A recent Canadian study reveals that after seeing pictures of
attractive women (as determined by a popular Website that rates
people’s attractiveness), male subjects were more likely to want
an immediate monetary payoff – rather than wait for a 31%
greater payday just one week later. Pictures of fancy cars and
other enticements did NOT spur men to want to cash in
immediately – only the pretty girls. The reason, according to
the study’s authors, is that money in the hand signifies the
ability to impress and woo women in the here and now, tomorrow
be damned.

Even though the prospect of getting nearly a third MORE money
just 7 days later makes eminently more sense from a financial
standpoint, it obviously equates on some subconscious level to
being too late to “get the girl.” Apparently, the bulk of men
must perceive that by next week, someone else with a full wallet
will have snatched her up already.
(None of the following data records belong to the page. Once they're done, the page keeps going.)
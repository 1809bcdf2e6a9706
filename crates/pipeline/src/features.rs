//! Feature encoding for career prediction.
//!
//! This module converts a validated request payload into the fixed-width
//! numeric feature record the classifier was trained on.

use crate::payload::RecommendRequest;
use catalog::{INTEREST_QUESTION_COUNT, ModelSchema, SubjectCatalog, interest_column};
use std::collections::HashMap;
use std::sync::Arc;
use tracing::debug;

/// Column name of the sector indicator placeholder
pub const DEFAULT_SECTOR_COLUMN: &str = "sector_Other";

/// Value of the sector indicator placeholder (always flags "Other")
pub const DEFAULT_SECTOR_VALUE: f32 = 1.0;

/// Column name of the employment-rate placeholder
pub const DEFAULT_EMPLOYMENT_RATE_COLUMN: &str = "employment_rate";

/// Value of the employment-rate placeholder
pub const DEFAULT_EMPLOYMENT_RATE_VALUE: f32 = 0.0;

/// The ordered numeric vector handed to the classifier.
///
/// Values are aligned to the model's declared column order; the length
/// always equals `ModelSchema::num_features()`.
#[derive(Debug, Clone, PartialEq)]
pub struct FeatureRecord {
    values: Vec<f32>,
}

impl FeatureRecord {
    /// Feature values in the model's declared column order
    pub fn values(&self) -> &[f32] {
        &self.values
    }

    /// Number of columns in the record
    pub fn len(&self) -> usize {
        self.values.len()
    }

    /// True if the record has no columns
    pub fn is_empty(&self) -> bool {
        self.values.is_empty()
    }
}

/// Encodes request payloads into model-ready feature records.
///
/// The encoder is a pure function of its input and the two static schemas
/// (subject catalog, model schema); it holds no per-request state and can
/// be shared freely across concurrent requests.
#[derive(Debug, Clone)]
pub struct FeatureEncoder {
    catalog: Arc<SubjectCatalog>,
    schema: Arc<ModelSchema>,

    // Placeholder fields awaiting future enrichment; overridable so a
    // retrained model can rename them without touching the encoder.
    sector_column: String,
    sector_value: f32,
    employment_rate_column: String,
    employment_rate_value: f32,
}

impl FeatureEncoder {
    /// Create an encoder with the default placeholder fields.
    pub fn new(catalog: Arc<SubjectCatalog>, schema: Arc<ModelSchema>) -> Self {
        Self {
            catalog,
            schema,
            sector_column: DEFAULT_SECTOR_COLUMN.to_string(),
            sector_value: DEFAULT_SECTOR_VALUE,
            employment_rate_column: DEFAULT_EMPLOYMENT_RATE_COLUMN.to_string(),
            employment_rate_value: DEFAULT_EMPLOYMENT_RATE_VALUE,
        }
    }

    /// Override the sector placeholder field.
    pub fn with_sector(mut self, column: impl Into<String>, value: f32) -> Self {
        self.sector_column = column.into();
        self.sector_value = value;
        self
    }

    /// Override the employment-rate placeholder field.
    pub fn with_employment_rate(mut self, column: impl Into<String>, value: f32) -> Self {
        self.employment_rate_column = column.into();
        self.employment_rate_value = value;
        self
    }

    /// Encode a request into a feature record.
    ///
    /// ## Algorithm
    /// 1. One-hot the supplied subjects over the full catalog vocabulary
    ///    (case-insensitive; unknown subjects are silently dropped)
    /// 2. Resolve all 30 interest indicators ("yes" in any case -> 1,
    ///    anything else or absent -> 0)
    /// 3. Append the sector and employment-rate placeholder fields
    /// 4. Reconcile against the model's declared columns: required columns
    ///    not assembled default to 0, assembled fields the model doesn't
    ///    require are dropped, and the result follows the declared order
    ///    exactly
    pub fn encode(&self, request: &RecommendRequest) -> FeatureRecord {
        let mut assembled: HashMap<String, f32> = HashMap::new();

        // One-hot subject indicators over the whole vocabulary
        for subject in self.catalog.subjects() {
            assembled.insert(subject.clone(), 0.0);
        }
        let mut recognized = 0usize;
        for subject in &request.subjects {
            let normalized = subject.to_lowercase();
            if self.catalog.contains(&normalized) {
                assembled.insert(normalized, 1.0);
                recognized += 1;
            }
        }

        // Interest indicators, one per question id
        for id in 1..=INTEREST_QUESTION_COUNT {
            let answered = request
                .interests
                .get(&id)
                .map(|response| normalize_response(response))
                .unwrap_or(0.0);
            assembled.insert(interest_column(id), answered);
        }

        // Placeholder fields, constant until real enrichment data exists
        assembled.insert(self.sector_column.clone(), self.sector_value);
        assembled.insert(
            self.employment_rate_column.clone(),
            self.employment_rate_value,
        );

        // Align to the model's declared column order
        let values = self
            .schema
            .feature_columns()
            .iter()
            .map(|column| assembled.get(column).copied().unwrap_or(0.0))
            .collect();

        debug!(
            "Encoded {} of {} supplied subjects into a {}-column record",
            recognized,
            request.subjects.len(),
            self.schema.num_features()
        );

        FeatureRecord { values }
    }
}

/// Normalize a textual survey response to a binary indicator.
///
/// "yes" in any letter case maps to 1; every other string maps to 0.
fn normalize_response(response: &str) -> f32 {
    if response.eq_ignore_ascii_case("yes") {
        1.0
    } else {
        0.0
    }
}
Regrettably, this research
doesn’t prove what women want in a man (could any study pin this
down?), only what men THINK women are looking for in a mate

And as usual when it comes to the fairer sex, we’re probably
wrong.

Interestingly enough, none of the study’s female subjects
registered an increase in desire for immediate cash after
viewing pictures of male eye candy. Some might read this as
evidence that men are naturally SUPPOSED to pay for things
during a courtship, even in this age of the “liberated” woman.

I just think it means women are smarter with their money.